Exhibitions/ Art Object

Ivories of the So-Called Grado Chair: Saint Peter Dictating the Gospel to Saint Mark

440-670 (radiocarbon date, 95% probability)
Made in Eastern Mediterranean or Egypt
5 5/16 x 3 15/16 x 5/16 in. (13.5 x 10 x 0.8 cm)
Credit Line:
Victoria and Albert Museum, London (270:1-1867)
Not on view
The ivories from the So-called Grado Chair depict Saint Mark as founder and first bishop of the church of Alexandria. The mixture of Byzantine and Islamic elements in the decoration, especially in details of the cities, demonstrates the sophistication of ivory carvers in the eastern Mediterranean immediately before the body of the saint was transported to Venice.
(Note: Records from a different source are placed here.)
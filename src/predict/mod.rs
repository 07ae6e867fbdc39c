//! Model-backed payload prediction.
//!
//! The model itself is a black box behind [`CompletionClient`]: a prompt goes
//! in, text comes out. [`LlmPredictor`] builds the prompt from a route and its
//! handler source, then digs the JSON answer out of whatever came back.

pub mod llm;
pub mod prompt;
pub mod response;

use async_trait::async_trait;
use serde::{Deserialize, Serialize};
use serde_json::Value;

use crate::controller::ControllerContext;
use crate::routes::DetectedRoute;

pub use llm::{CompletionClient, HttpCompletionClient, LlmPredictor};

/// One request-body field as the model sees it.
#[derive(Debug, Clone, PartialEq, Serialize, Deserialize)]
#[serde(rename_all = "camelCase")]
pub struct PredictedField {
    pub name: String,
    #[serde(rename = "type", default = "default_type")]
    pub field_type: String,
    #[serde(default)]
    pub required: bool,
    #[serde(default)]
    pub example: Value,
    #[serde(default)]
    pub description: String,
}

#[derive(Debug, Clone, PartialEq, Serialize, Deserialize)]
#[serde(rename_all = "camelCase")]
pub struct PredictedHeader {
    pub name: String,
    #[serde(default)]
    pub value: String,
    #[serde(default)]
    pub description: String,
    #[serde(default)]
    pub required: bool,
}

#[derive(Debug, Clone, Default, PartialEq, Serialize, Deserialize)]
#[serde(rename_all = "camelCase")]
pub struct PredictedPayload {
    #[serde(default)]
    pub fields: Vec<PredictedField>,
    #[serde(default)]
    pub headers: Vec<PredictedHeader>,
}

fn default_type() -> String {
    "string".to_string()
}

/// Anything that can guess a request payload for a route.
///
/// `None` means no prediction; failures are logged by the implementation.
#[async_trait]
pub trait PayloadPredictor: Send + Sync {
    async fn predict(
        &self,
        route: &DetectedRoute,
        context: Option<&ControllerContext>,
    ) -> Option<PredictedPayload>;
}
On this panel, Saint Peter (left), inspired by an angel, dictates his teachings to Saint Mark (right) in Rome. Saint Mark diligently records Saint Peter’s words in a pose traditional for a scribe. Carbon-14 dating of the fragment confirmed that the ivory dates within the timeframe of the exhibition.
Inscription: [in Greek, on the upper border:] city of Rome; [on Peter’s knee:] Greek letter, pi; [in Mark’s Gospel:] Greek Letter, alpha
New York. The Metropolitan Museum of Art. "Byzantium and Islam: Age of Transition (7th–9th Century)," March 12, 2012–July 8, 2012.